Things like utility variance or fraction of electorate with/without a winner among their top choices work to a point, but do not seem particularly theoretically motivated.
If you look at some of the metrics I used in this simulation from the last Equal Vote Committee you will see that I used such metrics. This may be a non-solvable problem for 3 reasons:
- First if there was a metric to maximize we could just make a system that tried all permutations and take the one which maximised the metric. Warren Smith attempted to find such a method here but gave up.
- Secondly, PR has historically been about representing parties fairly not representing people fairly. Even if you came up with a good metric people would fight you on it.
- Lastly, there are theories for the party list case what show that you cant have it all. For example the Balinski–Young theorem. Winner set stability is likely the best definition of PR but it does not always have a solution. There may literally be no answer.
. I could be interested in contributing. Would that look like more simulations or trying to axiomatically characterize these methods or both?

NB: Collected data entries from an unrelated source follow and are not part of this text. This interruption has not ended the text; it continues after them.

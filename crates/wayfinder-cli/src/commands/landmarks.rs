//! Landmarks command handler.

use anyhow::Result;

use wayfinder_lib::LANDMARKS;

use crate::output::{render_landmarks, OutputFormat};

/// Print the built-in landmarks.
pub fn handle_landmarks(format: OutputFormat) -> Result<()> {
    render_landmarks(&LANDMARKS, format)
}
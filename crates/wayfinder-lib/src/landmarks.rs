//! Static points of interest shown on the map.

use serde::Serialize;

use crate::error::{Error, Result};
use crate::geo::GeoPoint;

/// A named point of interest.
#[derive(Debug, Clone, Copy, PartialEq, Serialize)]
pub struct Landmark {
    pub name: &'static str,
    /// Icon hint for the presentation layer.
    pub symbol: &'static str,
    pub coordinate: GeoPoint,
}

const fn landmark(
    name: &'static str,
    symbol: &'static str,
    latitude: f64,
    longitude: f64,
) -> Landmark {
    Landmark {
        name,
        symbol,
        coordinate: GeoPoint {
            latitude,
            longitude,
        },
    }
}

pub const HOME: Landmark = landmark("Home", "house.fill", -31.970838701817076, 115.81733669987415);
pub const FERRY_ELIZABETH_QUAY: Landmark = landmark(
    "Ferry Elizabeth Quay",
    "ferry.fill",
    -31.956956148146187,
    115.85598567416766,
);
pub const KINGS_PARK: Landmark = landmark(
    "King Park & Botanical Garden",
    "tree.fill",
    -31.960772289516896,
    115.8327472610476,
);
pub const WORK: Landmark = landmark(
    "My job",
    "building.2.fill",
    -31.872630919113636,
    115.92597050781775,
);
pub const OPTUS_STADIUM: Landmark = landmark(
    "Optus Stadium",
    "sportscourt.fill",
    -31.950895396290967,
    115.88824353965249,
);
pub const PERTH: Landmark = landmark("Perth", "building.columns.fill", -31.950934450673, 115.85996564582562);

/// Every landmark, in display order.
pub const LANDMARKS: [Landmark; 6] = [
    HOME,
    FERRY_ELIZABETH_QUAY,
    KINGS_PARK,
    WORK,
    OPTUS_STADIUM,
    PERTH,
];

/// Minimum Jaro-Winkler similarity for a name to be suggested.
const SUGGESTION_THRESHOLD: f64 = 0.75;

/// Look up a landmark by case-insensitive name.
///
/// Unknown names fail with up to three close suggestions.
pub fn find_landmark(name: &str) -> Result<Landmark> {
    let needle = name.trim().to_lowercase();
    if let Some(found) = LANDMARKS
        .iter()
        .find(|landmark| landmark.name.to_lowercase() == needle)
    {
        return Ok(*found);
    }

    Err(Error::UnknownLandmark {
        name: name.to_string(),
        suggestions: fuzzy_landmark_matches(&needle, 3),
    })
}

fn fuzzy_landmark_matches(needle: &str, limit: usize) -> Vec<String> {
    let mut scored: Vec<(f64, &'static str)> = LANDMARKS
        .iter()
        .map(|landmark| {
            let score = strsim::jaro_winkler(needle, &landmark.name.to_lowercase());
            (score, landmark.name)
        })
        .filter(|(score, _)| *score >= SUGGESTION_THRESHOLD)
        .collect();

    scored.sort_by(|a, b| b.0.total_cmp(&a.0));
    scored
        .into_iter()
        .take(limit)
        .map(|(_, name)| name.to_string())
        .collect()
}
//! Wayfinder CLI library.
//!
//! Argument parsing helpers, subcommand handlers and output rendering for
//! the `wayfinder` binary.

pub mod args;
pub mod commands;
pub mod output;
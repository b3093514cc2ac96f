//! The NewOrder transaction.

use crate::schema::{Db, PRIMARY};
use tempo_core::{
    Customer, Date, District, Error, FixedStr, Item, NewOrder, Order, OrderLine, Result, Stock,
    Warehouse, DATE_UNSET,
};

/// Per-line outputs plus the commit flag.
///
/// On a rollback (`committed == false`) the item reads still ran and
/// filled the per-line slots for the items that existed; nothing was
/// written to any table.
#[derive(Clone, Debug)]
pub struct NewOrderResult {
    pub committed: bool,
    /// The order id assigned on commit.
    pub o_id: Option<i32>,
    pub prices: Vec<f64>,
    pub item_names: Vec<FixedStr<24>>,
    pub stock_quantities: Vec<i32>,
    /// 'B' when both the item and the stock carry "original" data,
    /// else 'G'.
    pub brand_generic: Vec<char>,
    pub amounts: Vec<f64>,
    /// Lines supplied by a warehouse other than the ordering one.
    pub remote_lines: i32,
}

impl NewOrderResult {
    fn sized_for(lines: usize) -> Self {
        Self {
            committed: true,
            o_id: None,
            prices: vec![0.0; lines],
            item_names: vec![FixedStr::new(); lines],
            stock_quantities: vec![0; lines],
            brand_generic: vec!['G'; lines],
            amounts: vec![0.0; lines],
            remote_lines: 0,
        }
    }
}

/// Enters one order with `ol_cnt` lines for customer (w_id, d_id, c_id).
///
/// If any item lookup fails the transaction aborts: the remaining item
/// reads still complete (they have no side effects), and the write phase
/// never runs.
#[allow(clippy::too_many_arguments)]
pub fn new_order(
    db: &mut Db,
    datetime: Date,
    w_id: i32,
    d_id: i32,
    c_id: i32,
    ol_cnt: i32,
    all_local: i32,
    item_ids: &[i32],
    supply_w_ids: &[i32],
    quantities: &[i32],
) -> Result<NewOrderResult> {
    let lines = ol_cnt as usize;
    if item_ids.len() < lines || supply_w_ids.len() < lines || quantities.len() < lines {
        return Err(Error::invalid_program("order line arrays shorter than ol_cnt"));
    }

    let mut result = NewOrderResult::sized_for(lines);
    let mut item_data: Vec<FixedStr<50>> = vec![FixedStr::new(); lines];

    // Read phase: all item lookups run before any write, so a missing
    // item aborts with no mutations to undo.
    for i in 0..lines {
        let probe = Item {
            i_id: item_ids[i],
            ..Item::default()
        };
        match db.item.get(PRIMARY, &probe) {
            None => result.committed = false,
            Some(id) => {
                if let Some(item) = db.item.row(id) {
                    result.item_names[i] = item.i_name;
                    result.prices[i] = item.i_price;
                    item_data[i] = item.i_data;
                }
            }
        }
    }
    if !result.committed {
        return Ok(result);
    }

    let cid = db.customer.find(
        PRIMARY,
        &Customer {
            c_id,
            c_d_id: d_id,
            c_w_id: w_id,
            ..Customer::default()
        },
    )?;
    let c_discount = db
        .customer
        .row(cid)
        .map(|c| c.c_discount)
        .ok_or_else(|| Error::vacant_slot("Customer", cid))?;

    let wid = db.warehouse.find(
        PRIMARY,
        &Warehouse {
            w_id,
            ..Warehouse::default()
        },
    )?;
    let w_tax = db
        .warehouse
        .row(wid)
        .map(|w| w.w_tax)
        .ok_or_else(|| Error::vacant_slot("Warehouse", wid))?;

    let did = db.district.find(
        PRIMARY,
        &District {
            d_id,
            d_w_id: w_id,
            ..District::default()
        },
    )?;
    let (d_tax, o_id) = db
        .district
        .row(did)
        .map(|d| (d.d_tax, d.d_next_o_id))
        .ok_or_else(|| Error::vacant_slot("District", did))?;
    db.district.update(did, |d| d.d_next_o_id += 1)?;

    db.order.insert(Order {
        o_id,
        o_d_id: d_id,
        o_w_id: w_id,
        o_c_id: c_id,
        o_entry_d: datetime,
        o_carrier_id: -1,
        o_ol_cnt: ol_cnt,
        o_all_local: (all_local > 0) as i32,
    });
    db.new_order.insert(NewOrder {
        no_o_id: o_id,
        no_d_id: d_id,
        no_w_id: w_id,
    });
    result.o_id = Some(o_id);

    for i in 0..lines {
        let quantity = quantities[i];
        let sid = db.stock.find(
            PRIMARY,
            &Stock {
                s_i_id: item_ids[i],
                s_w_id: supply_w_ids[i],
                ..Stock::default()
            },
        )?;
        let (pre_quantity, dist_info, stock_original) = {
            let stock = db
                .stock
                .row(sid)
                .ok_or_else(|| Error::vacant_slot("Stock", sid))?;
            (
                stock.s_quantity,
                *stock.dist_info(d_id),
                stock.s_data.contains("original"),
            )
        };
        result.stock_quantities[i] = pre_quantity;
        if item_data[i].contains("original") && stock_original {
            result.brand_generic[i] = 'B';
        }
        db.stock.update(sid, |s| {
            s.s_quantity = pre_quantity - quantity;
            if pre_quantity <= quantity {
                s.s_quantity += 91;
            }
        })?;
        if supply_w_ids[i] != w_id {
            result.remote_lines += 1;
        }

        let ol_amount =
            quantity as f64 * result.prices[i] * (1.0 + w_tax + d_tax) * (1.0 - c_discount);
        result.amounts[i] = ol_amount;
        db.order_line.insert(OrderLine {
            ol_o_id: o_id,
            ol_d_id: d_id,
            ol_w_id: w_id,
            ol_number: (i + 1) as i32,
            ol_i_id: item_ids[i],
            ol_supply_w_id: supply_w_ids[i],
            ol_delivery_d: DATE_UNSET,
            ol_quantity: quantity,
            ol_amount,
            ol_dist_info: dist_info,
        });
    }

    Ok(result)
}
//! Ordered index implementation.
//!
//! A tree index partitions rows into groups (the probe key) and keeps
//! each group ordered by a rank extracted from the row. `get` returns
//! the row with the smallest rank in the probed group; `slice` walks the
//! whole group in ascending rank order.

use crate::traits::TableIndex;
use alloc::collections::BTreeMap;
use alloc::vec::Vec;
use core::marker::PhantomData;
use tempo_core::RowId;

/// A balanced ordered index keyed by (group, rank) extractor closures.
///
/// The pending-delivery table uses one to find the oldest order of a
/// district; the order table uses one to walk a customer's orders in
/// o_id order.
pub struct TreeIndex<R, G, T, FG, FT>
where
    G: Ord + Clone,
    T: Ord + Clone,
    FG: Fn(&R) -> G,
    FT: Fn(&R) -> T,
{
    groups: BTreeMap<G, BTreeMap<T, Vec<RowId>>>,
    group_of: FG,
    rank_of: FT,
    unique: bool,
    rows: usize,
    _rows: PhantomData<fn(&R)>,
}

impl<R, G, T, FG, FT> TreeIndex<R, G, T, FG, FT>
where
    G: Ord + Clone,
    T: Ord + Clone,
    FG: Fn(&R) -> G,
    FT: Fn(&R) -> T,
{
    fn with_uniqueness(group_of: FG, rank_of: FT, unique: bool) -> Self {
        Self {
            groups: BTreeMap::new(),
            group_of,
            rank_of,
            unique,
            rows: 0,
            _rows: PhantomData,
        }
    }

    /// Creates a tree index where one row occupies each (group, rank);
    /// inserting a duplicate overwrites.
    pub fn unique(group_of: FG, rank_of: FT) -> Self {
        Self::with_uniqueness(group_of, rank_of, true)
    }

    /// Creates a tree index where rows may share a (group, rank).
    pub fn non_unique(group_of: FG, rank_of: FT) -> Self {
        Self::with_uniqueness(group_of, rank_of, false)
    }

    /// Returns whether this is a unique index.
    pub fn is_unique(&self) -> bool {
        self.unique
    }
}

impl<R, G, T, FG, FT> TableIndex<R> for TreeIndex<R, G, T, FG, FT>
where
    G: Ord + Clone,
    T: Ord + Clone,
    FG: Fn(&R) -> G,
    FT: Fn(&R) -> T,
{
    fn insert(&mut self, id: RowId, row: &R) {
        let group = self.groups.entry((self.group_of)(row)).or_default();
        if self.unique {
            if let Some(prev) = group.insert((self.rank_of)(row), alloc::vec![id]) {
                self.rows -= prev.len();
            }
            self.rows += 1;
        } else {
            group
                .entry((self.rank_of)(row))
                .or_insert_with(Vec::new)
                .push(id);
            self.rows += 1;
        }
    }

    fn remove(&mut self, id: RowId, row: &R) {
        let group_key = (self.group_of)(row);
        if let Some(group) = self.groups.get_mut(&group_key) {
            let rank = (self.rank_of)(row);
            if let Some(ids) = group.get_mut(&rank) {
                let before = ids.len();
                ids.retain(|&x| x != id);
                self.rows -= before - ids.len();
                if ids.is_empty() {
                    group.remove(&rank);
                }
            }
            if group.is_empty() {
                self.groups.remove(&group_key);
            }
        }
    }

    fn update(&mut self, id: RowId, old: &R, new: &R) {
        let key_changed = (self.group_of)(old) != (self.group_of)(new)
            || (self.rank_of)(old) != (self.rank_of)(new);
        if key_changed {
            self.remove(id, old);
            self.insert(id, new);
        }
    }

    fn get(&self, probe: &R) -> Option<RowId> {
        self.groups
            .get(&(self.group_of)(probe))
            .and_then(|group| group.values().next())
            .and_then(|ids| ids.first())
            .copied()
    }

    fn slice(&self, probe: &R, hits: &mut Vec<RowId>) {
        if let Some(group) = self.groups.get(&(self.group_of)(probe)) {
            for ids in group.values() {
                hits.extend_from_slice(ids);
            }
        }
    }

    fn len(&self) -> usize {
        self.rows
    }

    fn clear(&mut self) {
        self.groups.clear();
        self.rows = 0;
    }
}

#[cfg(test)]
mod tests {
    use super::*;
    use alloc::vec;

    // Rows are (group, rank) pairs.
    fn group(row: &(i32, i32)) -> i32 {
        row.0
    }

    fn rank(row: &(i32, i32)) -> i32 {
        row.1
    }

    #[test]
    fn test_get_returns_smallest_rank() {
        let mut index = TreeIndex::non_unique(group, rank);
        index.insert(1, &(5, 3005));
        index.insert(2, &(5, 3001));
        index.insert(3, &(5, 3003));
        index.insert(4, &(6, 2000));

        assert_eq!(index.get(&(5, 0)), Some(2));
        assert_eq!(index.get(&(6, 0)), Some(4));
        assert_eq!(index.get(&(7, 0)), None);
    }

    #[test]
    fn test_slice_ascends_by_rank() {
        let mut index = TreeIndex::non_unique(group, rank);
        index.insert(1, &(5, 3005));
        index.insert(2, &(5, 3001));
        index.insert(3, &(5, 3003));
        index.insert(4, &(6, 1));

        let mut hits = Vec::new();
        index.slice(&(5, 0), &mut hits);
        assert_eq!(hits, vec![2, 3, 1]);
    }

    #[test]
    fn test_remove_empties_group() {
        let mut index = TreeIndex::non_unique(group, rank);
        index.insert(1, &(5, 3001));
        index.remove(1, &(5, 3001));

        assert_eq!(index.get(&(5, 0)), None);
        assert!(index.is_empty());

        // Reuse of the emptied group works.
        index.insert(2, &(5, 3002));
        assert_eq!(index.get(&(5, 0)), Some(2));
    }

    #[test]
    fn test_unique_overwrites_same_rank() {
        let mut index = TreeIndex::unique(group, rank);
        index.insert(1, &(5, 3001));
        index.insert(2, &(5, 3001));

        assert!(index.is_unique());
        assert_eq!(index.get(&(5, 0)), Some(2));
        assert_eq!(index.len(), 1);
    }

    #[test]
    fn test_update_moves_between_groups() {
        let mut index = TreeIndex::non_unique(group, rank);
        index.insert(1, &(5, 3001));

        index.update(1, &(5, 3001), &(6, 3001));
        assert_eq!(index.get(&(5, 0)), None);
        assert_eq!(index.get(&(6, 0)), Some(1));

        // Rank-only changes re-key too.
        index.update(1, &(6, 3001), &(6, 1));
        let mut hits = Vec::new();
        index.slice(&(6, 0), &mut hits);
        assert_eq!(hits, vec![1]);
        assert_eq!(index.len(), 1);
    }

    #[test]
    fn test_duplicate_ranks_keep_insertion_order() {
        let mut index = TreeIndex::non_unique(group, rank);
        index.insert(7, &(1, 10));
        index.insert(8, &(1, 10));

        let mut hits = Vec::new();
        index.slice(&(1, 0), &mut hits);
        assert_eq!(hits, vec![7, 8]);
    }
}
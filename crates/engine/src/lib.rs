//! Tempo Engine - TPC-C transaction programs over the tempo store.
//!
//! The engine wires the nine benchmark tables with their index plans,
//! implements the five transaction procedures, and drives a
//! pre-generated program sequence against them:
//!
//! - `schema`: `Config`, `Db`, index ids and capacity formulas
//! - `txn`: NewOrder, Payment, OrderStatus, Delivery, StockLevel
//! - `workload`: program records, dispatcher, loader surface
//! - `verify`: reference-snapshot comparison
//!
//! # Example
//!
//! ```rust
//! use tempo_engine::schema::{Config, Db};
//! use tempo_engine::workload::{run_workload, Loader, SeedLoader};
//!
//! let config = Config { warehouses: 1, programs: 20 };
//! let mut db = Db::new(&config);
//! let mut loader = SeedLoader::sample(&config);
//! loader.load(&mut db).unwrap();
//!
//! let programs = loader.programs().unwrap();
//! let stats = run_workload(&mut db, &programs).unwrap();
//! assert_eq!(stats.executed, 20);
//! ```

pub mod schema;
pub mod txn;
pub mod verify;
pub mod workload;

pub use schema::{Config, Db};
pub use tempo_core::{Error, Result};
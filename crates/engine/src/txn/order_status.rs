//! The OrderStatus transaction.

use crate::schema::{Db, ORDER_BY_CUSTOMER};
use crate::txn::{select_customer, CustomerSelector};
use tempo_core::{Error, Order, Result};

/// Reports the most recent order of the selected customer.
///
/// The customer's orders are walked through the ordered (district,
/// warehouse, customer) index in ascending o_id order, keeping the
/// highest. Read-only.
pub fn order_status(
    db: &Db,
    w_id: i32,
    d_id: i32,
    customer: &CustomerSelector,
) -> Result<Option<i32>> {
    let cid = select_customer(db, w_id, d_id, customer)?;
    let c_id = db
        .customer
        .row(cid)
        .map(|c| c.c_id)
        .ok_or_else(|| Error::vacant_slot("Customer", cid))?;

    let probe = Order {
        o_d_id: d_id,
        o_w_id: w_id,
        o_c_id: c_id,
        ..Order::default()
    };
    let orders = db.order.slice(ORDER_BY_CUSTOMER, &probe);
    Ok(orders
        .last()
        .and_then(|&id| db.order.row(id))
        .map(|o| o.o_id))
}
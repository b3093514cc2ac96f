//! Shared scalar aliases and sentinels for the tempo engine.

/// Handle to a row slot inside a table's slab.
///
/// Row ids are stable for the lifetime of the row: mutating a row through
/// one index and re-looking it up through another yields the same id.
pub type RowId = u32;

/// Timestamp carried by date columns.
///
/// Dates are opaque 64-bit values produced by the workload loader; the
/// engine stores and compares them without normalising.
pub type Date = i64;

/// Sentinel for an integer column that was never assigned.
pub const INT_UNSET: i32 = i32::MIN;

/// Sentinel for a decimal column that was never assigned.
pub const DECIMAL_UNSET: f64 = f64::MIN;

/// Sentinel for a date column that was never assigned.
pub const DATE_UNSET: Date = 0;
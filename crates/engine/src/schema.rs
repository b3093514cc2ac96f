//! Table wiring for the nine benchmark tables.
//!
//! Capacities derive from the warehouse and program counts; they are
//! upper bounds, so slabs never need to relocate rows mid-run. Each
//! table carries its primary index (id 0) and, where a transaction needs
//! another access path, one secondary index (id 1).

use tempo_core::{
    Customer, District, History, Item, NewOrder, Order, OrderLine, Stock, Warehouse,
};
use tempo_index::{ArrayIndex, HashIndex, TreeIndex};
use tempo_storage::Table;

/// Id of every table's primary index.
pub const PRIMARY: usize = 0;
/// Customer secondary: hash on (c_w_id, c_d_id, c_last).
pub const CUSTOMER_BY_NAME: usize = 1;
/// Order secondary: tree grouped by (o_d_id, o_w_id, o_c_id), ranked by o_id.
pub const ORDER_BY_CUSTOMER: usize = 1;
/// NewOrder secondary: tree grouped by (no_d_id, no_w_id), ranked by no_o_id.
pub const NEW_ORDER_BY_DISTRICT: usize = 1;
/// OrderLine secondary: hash on (ol_o_id, ol_d_id, ol_w_id).
pub const ORDER_LINE_BY_ORDER: usize = 1;

/// Districts per warehouse, fixed by the benchmark schema.
pub const DISTRICTS_PER_WAREHOUSE: i32 = 10;
/// Customer-id fanout of the dense customer key.
pub const CUSTOMERS_PER_DISTRICT: i32 = 3000;
/// Item-id fanout of the dense item and stock keys.
pub const ITEM_COUNT: i32 = 100_000;

/// Engine sizing parameters.
#[derive(Clone, Debug)]
pub struct Config {
    /// Number of warehouses (the benchmark's scale factor).
    pub warehouses: i32,
    /// Number of program records the dispatcher will run.
    pub programs: usize,
}

impl Default for Config {
    fn default() -> Self {
        Self {
            warehouses: 2,
            programs: 100,
        }
    }
}

fn warehouse_capacity(w: usize) -> usize {
    8 * (w / 8 + 1)
}

fn district_capacity(w: usize) -> usize {
    8 * (w * 10 / 8 + 1)
}

fn customer_capacity(w: usize) -> usize {
    district_capacity(w) * 3000
}

fn order_capacity(w: usize, p: usize) -> usize {
    (customer_capacity(w) as f64 * 1.5 + 0.5 * p as f64) as usize
}

fn new_order_capacity(w: usize, p: usize) -> usize {
    (order_capacity(w, p) as f64 * 0.3 + 0.5 * p as f64) as usize
}

/// The nine tables of one benchmark run.
///
/// The store is exclusively owned by the dispatcher; transactions borrow
/// it mutably one at a time.
pub struct Db {
    pub warehouse: Table<Warehouse>,
    pub district: Table<District>,
    pub customer: Table<Customer>,
    pub item: Table<Item>,
    pub stock: Table<Stock>,
    pub order: Table<Order>,
    pub new_order: Table<NewOrder>,
    pub order_line: Table<OrderLine>,
    pub history: Table<History>,
}

impl Db {
    /// Wires the nine tables with their index plans and capacities.
    pub fn new(config: &Config) -> Self {
        let wn = config.warehouses.max(1) as i64;
        let w = wn as usize;
        let p = config.programs;

        let warehouse = Table::new("Warehouse", warehouse_capacity(w)).with_index(Box::new(
            ArrayIndex::new(w, |r: &Warehouse| (r.w_id as i64 - 1) as usize),
        ));

        let district = Table::new("District", district_capacity(w)).with_index(Box::new(
            ArrayIndex::new(10 * w, move |r: &District| {
                ((r.d_id as i64 - 1) * wn + (r.d_w_id as i64 - 1)) as usize
            }),
        ));

        let customer = Table::new("Customer", customer_capacity(w))
            .with_index(Box::new(ArrayIndex::new(
                3000 * 10 * w,
                move |r: &Customer| {
                    (((r.c_id as i64 - 1) * 10 + (r.c_d_id as i64 - 1)) * wn
                        + (r.c_w_id as i64 - 1)) as usize
                },
            )))
            .with_index(Box::new(HashIndex::non_unique(
                customer_capacity(w),
                |r: &Customer| (r.c_w_id, r.c_d_id, r.c_last),
            )));

        let item = Table::new("Item", ITEM_COUNT as usize).with_index(Box::new(
            ArrayIndex::new(ITEM_COUNT as usize, |r: &Item| (r.i_id as i64 - 1) as usize),
        ));

        let stock = Table::new("Stock", w * ITEM_COUNT as usize).with_index(Box::new(
            ArrayIndex::new(w * ITEM_COUNT as usize, move |r: &Stock| {
                ((r.s_i_id as i64 - 1) * wn + (r.s_w_id as i64 - 1)) as usize
            }),
        ));

        let order = Table::new("Order", order_capacity(w, p))
            .with_index(Box::new(HashIndex::unique(
                order_capacity(w, p),
                |r: &Order| (r.o_id, r.o_d_id, r.o_w_id),
            )))
            .with_index(Box::new(TreeIndex::unique(
                |r: &Order| (r.o_d_id, r.o_w_id, r.o_c_id),
                |r: &Order| r.o_id,
            )));

        let new_order = Table::new("NewOrder", new_order_capacity(w, p))
            .with_index(Box::new(HashIndex::unique(
                new_order_capacity(w, p),
                |r: &NewOrder| (r.no_o_id, r.no_d_id, r.no_w_id),
            )))
            .with_index(Box::new(TreeIndex::non_unique(
                |r: &NewOrder| (r.no_d_id, r.no_w_id),
                |r: &NewOrder| r.no_o_id,
            )));

        let order_line = Table::new("OrderLine", order_capacity(w, p) * 12)
            .with_index(Box::new(HashIndex::unique(
                order_capacity(w, p) * 12,
                |r: &OrderLine| (r.ol_o_id, r.ol_d_id, r.ol_w_id, r.ol_number),
            )))
            .with_index(Box::new(HashIndex::non_unique(
                order_capacity(w, p) * 12,
                |r: &OrderLine| (r.ol_o_id, r.ol_d_id, r.ol_w_id),
            )));

        // History is append-only: its rows are never probed, only
        // iterated at verification time, so it carries no index.
        let history = Table::new("History", order_capacity(w, p));

        Self {
            warehouse,
            district,
            customer,
            item,
            stock,
            order,
            new_order,
            order_line,
            history,
        }
    }
}

#[cfg(test)]
mod tests {
    use super::*;

    #[test]
    fn test_capacity_formulas() {
        assert_eq!(warehouse_capacity(2), 8);
        assert_eq!(warehouse_capacity(8), 16);
        assert_eq!(district_capacity(2), 24);
        assert_eq!(customer_capacity(2), 72000);
        assert_eq!(order_capacity(2, 100), 108050);
        assert_eq!(new_order_capacity(2, 100), 32465);
    }

    #[test]
    fn test_db_wiring() {
        let db = Db::new(&Config::default());
        assert_eq!(db.warehouse.index_count(), 1);
        assert_eq!(db.customer.index_count(), 2);
        assert_eq!(db.order.index_count(), 2);
        assert_eq!(db.new_order.index_count(), 2);
        assert_eq!(db.order_line.index_count(), 2);
        assert_eq!(db.history.index_count(), 0);
        assert!(db.warehouse.is_empty());
    }

    #[test]
    fn test_dense_slots_round_trip() {
        let mut db = Db::new(&Config {
            warehouses: 2,
            programs: 10,
        });

        let mut d = District::default();
        d.d_id = 4;
        d.d_w_id = 2;
        d.d_next_o_id = 1;
        let id = db.district.insert(d);

        let probe = District {
            d_id: 4,
            d_w_id: 2,
            ..District::default()
        };
        assert_eq!(db.district.get(PRIMARY, &probe), Some(id));

        // A sentinel probe misses instead of wrapping around.
        assert_eq!(db.district.get(PRIMARY, &District::default()), None);
    }
}
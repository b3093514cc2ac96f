//! The Payment transaction.

use crate::schema::{Db, PRIMARY};
use crate::txn::{select_customer, CustomerSelector};
use tempo_core::{Date, District, Error, FixedStr, History, Result, Warehouse};

/// Records a payment of `h_amount` by the customer against (w_id, d_id).
///
/// The year-to-date totals of the warehouse and district grow by the
/// amount, the customer's balance field accumulates it (the reference
/// semantics: the field adds the amount paid), bad-credit customers get
/// their data field rewritten, and a history row is appended.
#[allow(clippy::too_many_arguments)]
pub fn payment(
    db: &mut Db,
    datetime: Date,
    w_id: i32,
    d_id: i32,
    c_w_id: i32,
    c_d_id: i32,
    customer: &CustomerSelector,
    h_amount: f64,
) -> Result<()> {
    let wid = db.warehouse.find(
        PRIMARY,
        &Warehouse {
            w_id,
            ..Warehouse::default()
        },
    )?;
    db.warehouse.update(wid, |w| w.w_ytd += h_amount)?;
    let w_name = db
        .warehouse
        .row(wid)
        .map(|w| w.w_name)
        .ok_or_else(|| Error::vacant_slot("Warehouse", wid))?;

    let did = db.district.find(
        PRIMARY,
        &District {
            d_id,
            d_w_id: w_id,
            ..District::default()
        },
    )?;
    db.district.update(did, |d| d.d_ytd += h_amount)?;
    let d_name = db
        .district
        .row(did)
        .map(|d| d.d_name)
        .ok_or_else(|| Error::vacant_slot("District", did))?;

    let cid = select_customer(db, c_w_id, c_d_id, customer)?;
    let (c_id, bad_credit, old_data) = {
        let c = db
            .customer
            .row(cid)
            .ok_or_else(|| Error::vacant_slot("Customer", cid))?;
        (c.c_id, c.c_credit.contains("BC"), c.c_data)
    };

    // Bad-credit customers carry their payment trail in c_data; the new
    // entry is prepended and the whole thing truncates at 500 bytes.
    let new_data: Option<FixedStr<500>> = if bad_credit {
        let composed = format!(
            "{} {} {} {} {} ${:.6} {} | {}",
            c_id, c_d_id, c_w_id, d_id, w_id, h_amount, datetime, old_data
        );
        Some(FixedStr::from(composed.as_str()))
    } else {
        None
    };
    db.customer.update(cid, |c| {
        c.c_balance += h_amount;
        if let Some(data) = new_data {
            c.c_data = data;
        }
    })?;

    let h_data = format!("{:.10}    {:.10}", w_name, d_name);
    db.history.insert(History {
        h_c_id: c_id,
        h_c_d_id: c_d_id,
        h_c_w_id: c_w_id,
        h_d_id: d_id,
        h_w_id: w_id,
        h_date: datetime,
        h_amount,
        h_data: FixedStr::from(h_data.as_str()),
    });

    Ok(())
}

Honestly, since it would be all volunteer it up to you. The mandate last time was to come up with a PR system for Equal Vote to endorse. We ended up with Allocated Score but some of the reasons for that are not 100% proven. Any evidence towards the goal of justifying what the best system is would be great. If you are not a coder or a mathematician there is still lots to do. I would love somebody to write up some of the results for publication.
Simulations can be great tools but one thing I've found is that they frequently have so many tuneable parameters that just by changing a few numbers you can benefit one voting rule or another...
Agreed. There are ways around that but in the end simulations never represent reality. Actual mathematical proofs are better but tend to lack applicability.
Anyway, if you are interested write to Sara (sara@equal.vote) and I(keith@equal.vote).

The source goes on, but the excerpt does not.